TASK TO CARRY OUT:
Word for word, retype every entry in the listing.
::: RECORDS FOR THIS EXERCISE :::
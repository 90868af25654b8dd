//! Transport abstraction layer
//!
//! The relay service never opens sockets itself. A [`RelayTransport`] opens a
//! [`RelayLink`] to one relay (including the protocol handshake) and reports
//! every inbound frame, plus the link's eventual closure, through the
//! [`InboundSender`] it was handed at connect time. Each sender is bound to
//! one link, so events from a replaced link can be told apart from the
//! current one.

use crate::relay::protocol::RelayFrame;
use crate::relay::types::RelayId;
use async_trait::async_trait;
use parking_lot::Mutex;
use std::fmt;
use std::sync::Arc;
use thiserror::Error;
use tokio::sync::mpsc;

#[derive(Debug, Clone, PartialEq, Eq, Error)]
pub enum TransportError {
    #[error("Connection failed: {0}")]
    ConnectionFailed(String),
    #[error("Handshake failed: {0}")]
    HandshakeFailed(String),
    #[error("Link closed")]
    LinkClosed,
    #[error("Send failed: {0}")]
    SendFailed(String),
}

/// Something that happened on a relay link
#[derive(Debug, Clone, PartialEq, Eq)]
pub enum LinkEvent {
    Frame(RelayFrame),
    /// The link is gone; no further frames follow
    Closed,
}

/// Identifies one link among all links ever opened by a connection manager
pub type LinkId = u64;

/// A link event attributed to the relay and link it arrived from
#[derive(Debug, Clone, PartialEq, Eq)]
pub struct InboundFrame {
    pub relay_id: RelayId,
    pub link_id: LinkId,
    pub event: LinkEvent,
}

impl fmt::Display for InboundFrame {
    fn fmt(&self, f: &mut fmt::Formatter<'_>) -> fmt::Result {
        match &self.event {
            LinkEvent::Frame(frame) => write!(f, "{} from {}", frame.frame_type(), self.relay_id),
            LinkEvent::Closed => write!(f, "link to {} closed", self.relay_id),
        }
    }
}

#[derive(Default)]
struct Gate {
    open: bool,
    held: Vec<LinkEvent>,
}

/// Reports inbound traffic for one link.
///
/// Events pushed before [`InboundSender::open`] are held and forwarded, in
/// order, when the owner opens the sender. A sender that is never opened
/// never forwards anything.
#[derive(Clone)]
pub struct InboundSender {
    relay_id: RelayId,
    link_id: LinkId,
    tx: mpsc::UnboundedSender<InboundFrame>,
    gate: Arc<Mutex<Gate>>,
}

impl InboundSender {
    pub fn new(relay_id: RelayId, link_id: LinkId, tx: mpsc::UnboundedSender<InboundFrame>) -> Self {
        Self {
            relay_id,
            link_id,
            tx,
            gate: Arc::new(Mutex::new(Gate::default())),
        }
    }

    pub fn relay_id(&self) -> &RelayId {
        &self.relay_id
    }

    pub fn link_id(&self) -> LinkId {
        self.link_id
    }

    /// Report a frame. False once nobody is listening any more.
    pub fn frame(&self, frame: RelayFrame) -> bool {
        self.push(LinkEvent::Frame(frame))
    }

    /// Report that the link went away on its own
    pub fn closed(&self) {
        self.push(LinkEvent::Closed);
    }

    /// Start forwarding, releasing anything held so far
    pub fn open(&self) {
        let mut gate = self.gate.lock();
        for event in std::mem::take(&mut gate.held) {
            let _ = self.tx.send(self.wrap(event));
        }
        gate.open = true;
    }

    fn push(&self, event: LinkEvent) -> bool {
        let mut gate = self.gate.lock();
        if !gate.open {
            gate.held.push(event);
            return !self.tx.is_closed();
        }
        self.tx.send(self.wrap(event)).is_ok()
    }

    fn wrap(&self, event: LinkEvent) -> InboundFrame {
        InboundFrame {
            relay_id: self.relay_id.clone(),
            link_id: self.link_id,
            event,
        }
    }
}

/// One open connection to one relay
#[async_trait]
pub trait RelayLink: Send + Sync {
    /// Hand a frame to the transport. Success means queued, not delivered.
    async fn send(&self, frame: RelayFrame) -> Result<(), TransportError>;

    /// Close the link. Must not report `LinkEvent::Closed` for a link closed
    /// this way.
    async fn close(&self);
}

/// Opens links to relays
#[cfg_attr(test, mockall::automock)]
#[async_trait]
pub trait RelayTransport: Send + Sync {
    /// Open a link to `address` and complete the relay handshake. The relay
    /// and link the sender is bound to identify the new link.
    async fn connect(
        &self,
        address: String,
        local_peer_id: String,
        inbound: InboundSender,
    ) -> Result<Arc<dyn RelayLink>, TransportError>;
}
:::
EXERCISE RESULT:
repository 90868af25654b8dd
//! Transport abstraction layer
//!
//! The relay service never opens sockets itself. A [`RelayTransport`] opens a
//! [`RelayLink`] to one relay (including the protocol handshake) and reports
//! every inbound frame, plus the link's eventual closure, through the
//! [`InboundSender`] it was handed at connect time. Each sender is bound to
//! one link, so events from a replaced link can be told apart from the
//! current one.

use crate::relay::protocol::RelayFrame;
use crate::relay::types::RelayId;
use async_trait::async_trait;
use parking_lot::Mutex;
use std::fmt;
use std::sync::Arc;
use thiserror::Error;
use tokio::sync::mpsc;

#[derive(Debug, Clone, PartialEq, Eq, Error)]
pub enum TransportError {
    #[error("Connection failed: {0}")]
    ConnectionFailed(String),
    #[error("Handshake failed: {0}")]
    HandshakeFailed(String),
    #[error("Link closed")]
    LinkClosed,
    #[error("Send failed: {0}")]
    SendFailed(String),
}

/// Something that happened on a relay link
#[derive(Debug, Clone, PartialEq, Eq)]
pub enum LinkEvent {
    Frame(RelayFrame),
    /// The link is gone; no further frames follow
    Closed,
}

/// Identifies one link among all links ever opened by a connection manager
pub type LinkId = u64;

/// A link event attributed to the relay and link it arrived from
#[derive(Debug, Clone, PartialEq, Eq)]
pub struct InboundFrame {
    pub relay_id: RelayId,
    pub link_id: LinkId,
    pub event: LinkEvent,
}

impl fmt::Display for InboundFrame {
    fn fmt(&self, f: &mut fmt::Formatter<'_>) -> fmt::Result {
        match &self.event {
            LinkEvent::Frame(frame) => write!(f, "{} from {}", frame.frame_type(), self.relay_id),
            LinkEvent::Closed => write!(f, "link to {} closed", self.relay_id),
        }
    }
}

#[derive(Default)]
struct Gate {
    open: bool,
    held: Vec<LinkEvent>,
}

/// Reports inbound traffic for one link.
///
/// Events pushed before [`InboundSender::open`] are held and forwarded, in
/// order, when the owner opens the sender. A sender that is never opened
/// never forwards anything.
#[derive(Clone)]
pub struct InboundSender {
    relay_id: RelayId,
    link_id: LinkId,
    tx: mpsc::UnboundedSender<InboundFrame>,
    gate: Arc<Mutex<Gate>>,
}

impl InboundSender {
    pub fn new(relay_id: RelayId, link_id: LinkId, tx: mpsc::UnboundedSender<InboundFrame>) -> Self {
        Self {
            relay_id,
            link_id,
            tx,
            gate: Arc::new(Mutex::new(Gate::default())),
        }
    }

    pub fn relay_id(&self) -> &RelayId {
        &self.relay_id
    }

    pub fn link_id(&self) -> LinkId {
        self.link_id
    }

    /// Report a frame. False once nobody is listening any more.
    pub fn frame(&self, frame: RelayFrame) -> bool {
        self.push(LinkEvent::Frame(frame))
    }

    /// Report that the link went away on its own
    pub fn closed(&self) {
        self.push(LinkEvent::Closed);
    }

    /// Start forwarding, releasing anything held so far
    pub fn open(&self) {
        let mut gate = self.gate.lock();
        for event in std::mem::take(&mut gate.held) {
            let _ = self.tx.send(self.wrap(event));
        }
        gate.open = true;
    }

    fn push(&self, event: LinkEvent) -> bool {
        let mut gate = self.gate.lock();
        if !gate.open {
            gate.held.push(event);
            return !self.tx.is_closed();
        }
        self.tx.send(self.wrap(event)).is_ok()
    }

    fn wrap(&self, event: LinkEvent) -> InboundFrame {
        InboundFrame {
            relay_id: self.relay_id.clone(),
            link_id: self.link_id,
            event,
        }
    }
}

/// One open connection to one relay
#[async_trait]
pub trait RelayLink: Send + Sync {
    /// Hand a frame to the transport. Success means queued, not delivered.
    async fn send(&self, frame: RelayFrame) -> Result<(), TransportError>;

    /// Close the link. Must not report `LinkEvent::Closed` for a link closed
    /// this way.
    async fn close(&self);
}

/// Opens links to relays
#[cfg_attr(test, mockall::automock)]
#[async_trait]
pub trait RelayTransport: Send + Sync {
    /// Open a link to `address` and complete the relay handshake. The relay
    /// and link the sender is bound to identify the new link.
    async fn connect(
        &self,
        address: String,
        local_peer_id: String,
        inbound: InboundSender,
    ) -> Result<Arc<dyn RelayLink>, TransportError>;
}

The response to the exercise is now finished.